"Cieee jomblo nih sekarang?" kata Arga. Aku yang mendengar kata-kata itu, langsung menoleh ke arah Arga dan Arfan. Dan mulai menguping.
"Emangnya elo? Dasar jomblo. Sirik aja liat orang punya pacar," jawab Arfan. Apa?! Jadi Arfan sama Nina gak jadi putus? Terus yang waktu itu... Udahlah dengerin lagi aja.
"Lah kemarin bukannya lo update story di Instagram kalo lo galau ya?" kata Arga.

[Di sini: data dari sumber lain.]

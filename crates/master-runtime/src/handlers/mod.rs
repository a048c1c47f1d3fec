//! # Handlers
//!
//! Long-running tasks of the master: one [`ConnectionHandler`] per minion
//! connection, plus the periodic maintenance handlers.

pub mod connection;
pub mod maintenance;

#[cfg(test)]
mod tests;

pub use connection::{ConnectionEnd, ConnectionHandler};
pub use maintenance::{CacheCleaner, EventReturnHandler, SweepHandler, SweepReport};
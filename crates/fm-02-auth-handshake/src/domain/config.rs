//! Handshake configuration.

use std::time::Duration;

/// Handshake tuning.
#[derive(Debug, Clone, PartialEq, Eq)]
pub struct AuthConfig {
    /// Time a minion has to answer a challenge; also the challenge TTL.
    pub handshake_timeout: Duration,
    /// Public keys with a smaller modulus are denied as malformed.
    pub min_rsa_bits: usize,
    /// Upper bound on challenges awaiting an answer.
    pub max_outstanding_challenges: usize,
}

impl AuthConfig {
    /// Default handshake timeout.
    pub const DEFAULT_HANDSHAKE_TIMEOUT: Duration = Duration::from_secs(30);
    /// Default modulus floor.
    pub const DEFAULT_MIN_RSA_BITS: usize = 2048;
    /// Default challenge bound.
    pub const DEFAULT_MAX_OUTSTANDING: usize = 10_000;
}

impl Default for AuthConfig {
    fn default() -> Self {
        Self {
            handshake_timeout: Self::DEFAULT_HANDSHAKE_TIMEOUT,
            min_rsa_bits: Self::DEFAULT_MIN_RSA_BITS,
            max_outstanding_challenges: Self::DEFAULT_MAX_OUTSTANDING,
        }
    }
}
//! # Ports Layer

pub mod inbound;
pub mod outbound;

"Emangnya gak boleh galau? Udah sana! Ganggu aja," kata Arfan nyolot. Dari cara nyolotnya, aku tau kalo Arfan itu punya masalah dan lagi galau—mmmh, kayak psikolog aja haha.
"Dooorr! Hayo, ngapain?" Tiba-tiba ada yang mengagetkanku dari belakang. Tentu saja itu Raisa. Aku yang mudah kaget, langsung terlonjak dan sukses menjatuhkan buku-buku tugas yang belum sempat dikumpulkan kemarin. Ya, aku tadi menguping di balik tumpukan buku itu.
"Lho Rania? Ngapain di situ?" tanya Arfan. Aku sukses juga menarik perhatian Arfan di saat yang tidak tepat. Selalu di saat yang memalukan. Aku panik dan menjawab alakadarnya.
"Mmmh, aku lagi... lagi... ngitung buku tugas ini! Iya, ngitung buku. Hehe... Aku cuma mastiin aja bukunya kurang apa nggak. Takutnya kan ada yang belum ngumpulin ya. Siapa tau Arga mungkin yang belum ngumpulin. Ya kan?" kataku.
"Eh, sembarangan! Gue udah ngumpulin, tauk! Cari aja buku gue di situ! Ngitung buku kok gak bener," kata Arga ngegas.
"Eh, aku kan bilangnya 'siapa tau'. Gak usah ngegas gitu lah," kataku yang ikutan ngegas.
"Udah, gimana kalo kamu kumpulin bukunya ke Bu Oris. Nanti beliau marah lho. Kemarin aku mau ngumpulin sih, tapi ruang gurunya udah dikunci. Ya udah aku kembaliin di sini."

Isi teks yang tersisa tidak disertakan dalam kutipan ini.